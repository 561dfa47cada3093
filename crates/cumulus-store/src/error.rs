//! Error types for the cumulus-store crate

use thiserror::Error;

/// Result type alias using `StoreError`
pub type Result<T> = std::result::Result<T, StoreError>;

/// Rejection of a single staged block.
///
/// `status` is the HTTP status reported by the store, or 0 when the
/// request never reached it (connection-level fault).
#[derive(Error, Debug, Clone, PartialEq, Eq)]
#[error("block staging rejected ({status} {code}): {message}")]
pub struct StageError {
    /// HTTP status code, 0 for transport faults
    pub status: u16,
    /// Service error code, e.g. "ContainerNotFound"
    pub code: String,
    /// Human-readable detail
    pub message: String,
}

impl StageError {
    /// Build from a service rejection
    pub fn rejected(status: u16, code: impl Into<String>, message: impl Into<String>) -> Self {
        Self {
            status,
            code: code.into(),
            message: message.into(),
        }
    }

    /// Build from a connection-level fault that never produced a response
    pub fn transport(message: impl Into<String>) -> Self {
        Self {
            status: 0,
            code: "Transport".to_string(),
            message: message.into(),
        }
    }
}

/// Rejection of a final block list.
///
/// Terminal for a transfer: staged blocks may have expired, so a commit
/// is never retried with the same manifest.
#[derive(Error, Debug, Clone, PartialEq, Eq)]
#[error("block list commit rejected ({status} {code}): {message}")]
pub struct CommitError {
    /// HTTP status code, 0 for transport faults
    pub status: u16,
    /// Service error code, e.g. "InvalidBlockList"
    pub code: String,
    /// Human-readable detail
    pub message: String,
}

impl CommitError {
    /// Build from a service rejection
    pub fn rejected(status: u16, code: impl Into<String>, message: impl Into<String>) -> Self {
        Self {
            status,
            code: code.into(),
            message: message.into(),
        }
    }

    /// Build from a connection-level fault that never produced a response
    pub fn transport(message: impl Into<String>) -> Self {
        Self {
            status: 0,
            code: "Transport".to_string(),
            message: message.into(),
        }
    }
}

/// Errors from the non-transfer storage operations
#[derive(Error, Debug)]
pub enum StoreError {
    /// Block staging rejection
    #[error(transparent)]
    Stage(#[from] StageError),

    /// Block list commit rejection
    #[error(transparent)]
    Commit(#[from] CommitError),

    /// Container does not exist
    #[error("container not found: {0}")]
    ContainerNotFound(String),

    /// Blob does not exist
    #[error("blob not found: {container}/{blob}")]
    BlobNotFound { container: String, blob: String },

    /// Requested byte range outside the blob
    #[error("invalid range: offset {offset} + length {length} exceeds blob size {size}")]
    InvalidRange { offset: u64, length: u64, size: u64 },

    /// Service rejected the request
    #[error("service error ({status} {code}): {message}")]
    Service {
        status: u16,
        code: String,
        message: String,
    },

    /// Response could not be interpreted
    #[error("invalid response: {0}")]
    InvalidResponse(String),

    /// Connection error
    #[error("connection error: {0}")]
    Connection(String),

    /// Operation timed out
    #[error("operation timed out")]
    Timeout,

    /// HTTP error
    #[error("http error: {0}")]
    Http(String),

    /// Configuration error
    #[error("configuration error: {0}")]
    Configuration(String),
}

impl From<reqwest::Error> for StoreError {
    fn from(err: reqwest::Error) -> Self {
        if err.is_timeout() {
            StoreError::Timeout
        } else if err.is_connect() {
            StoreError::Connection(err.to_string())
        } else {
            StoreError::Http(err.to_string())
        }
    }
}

PROBLEM REQUIREMENTS: Each line of the material above must be reproduced exactly.

RESPONSE BOX:
repository 561dfa47cada3093
filename crates/cumulus-store/src/error.rs
//! Error types for the cumulus-store crate

use thiserror::Error;

/// Result type alias using `StoreError`
pub type Result<T> = std::result::Result<T, StoreError>;

/// Rejection of a single staged block.
///
/// `status` is the HTTP status reported by the store, or 0 when the
/// request never reached it (connection-level fault).
#[derive(Error, Debug, Clone, PartialEq, Eq)]
#[error("block staging rejected ({status} {code}): {message}")]
pub struct StageError {
    /// HTTP status code, 0 for transport faults
    pub status: u16,
    /// Service error code, e.g. "ContainerNotFound"
    pub code: String,
    /// Human-readable detail
    pub message: String,
}

impl StageError {
    /// Build from a service rejection
    pub fn rejected(status: u16, code: impl Into<String>, message: impl Into<String>) -> Self {
        Self {
            status,
            code: code.into(),
            message: message.into(),
        }
    }

    /// Build from a connection-level fault that never produced a response
    pub fn transport(message: impl Into<String>) -> Self {
        Self {
            status: 0,
            code: "Transport".to_string(),
            message: message.into(),
        }
    }
}

/// Rejection of a final block list.
///
/// Terminal for a transfer: staged blocks may have expired, so a commit
/// is never retried with the same manifest.
#[derive(Error, Debug, Clone, PartialEq, Eq)]
#[error("block list commit rejected ({status} {code}): {message}")]
pub struct CommitError {
    /// HTTP status code, 0 for transport faults
    pub status: u16,
    /// Service error code, e.g. "InvalidBlockList"
    pub code: String,
    /// Human-readable detail
    pub message: String,
}

impl CommitError {
    /// Build from a service rejection
    pub fn rejected(status: u16, code: impl Into<String>, message: impl Into<String>) -> Self {
        Self {
            status,
            code: code.into(),
            message: message.into(),
        }
    }

    /// Build from a connection-level fault that never produced a response
    pub fn transport(message: impl Into<String>) -> Self {
        Self {
            status: 0,
            code: "Transport".to_string(),
            message: message.into(),
        }
    }
}

/// Errors from the non-transfer storage operations
#[derive(Error, Debug)]
pub enum StoreError {
    /// Block staging rejection
    #[error(transparent)]
    Stage(#[from] StageError),

    /// Block list commit rejection
    #[error(transparent)]
    Commit(#[from] CommitError),

    /// Container does not exist
    #[error("container not found: {0}")]
    ContainerNotFound(String),

    /// Blob does not exist
    #[error("blob not found: {container}/{blob}")]
    BlobNotFound { container: String, blob: String },

    /// Requested byte range outside the blob
    #[error("invalid range: offset {offset} + length {length} exceeds blob size {size}")]
    InvalidRange { offset: u64, length: u64, size: u64 },

    /// Service rejected the request
    #[error("service error ({status} {code}): {message}")]
    Service {
        status: u16,
        code: String,
        message: String,
    },

    /// Response could not be interpreted
    #[error("invalid response: {0}")]
    InvalidResponse(String),

    /// Connection error
    #[error("connection error: {0}")]
    Connection(String),

    /// Operation timed out
    #[error("operation timed out")]
    Timeout,

    /// HTTP error
    #[error("http error: {0}")]
    Http(String),

    /// Configuration error
    #[error("configuration error: {0}")]
    Configuration(String),
}

impl From<reqwest::Error> for StoreError {
    fn from(err: reqwest::Error) -> Self {
        if err.is_timeout() {
            StoreError::Timeout
        } else if err.is_connect() {
            StoreError::Connection(err.to_string())
        } else {
            StoreError::Http(err.to_string())
        }
    }
}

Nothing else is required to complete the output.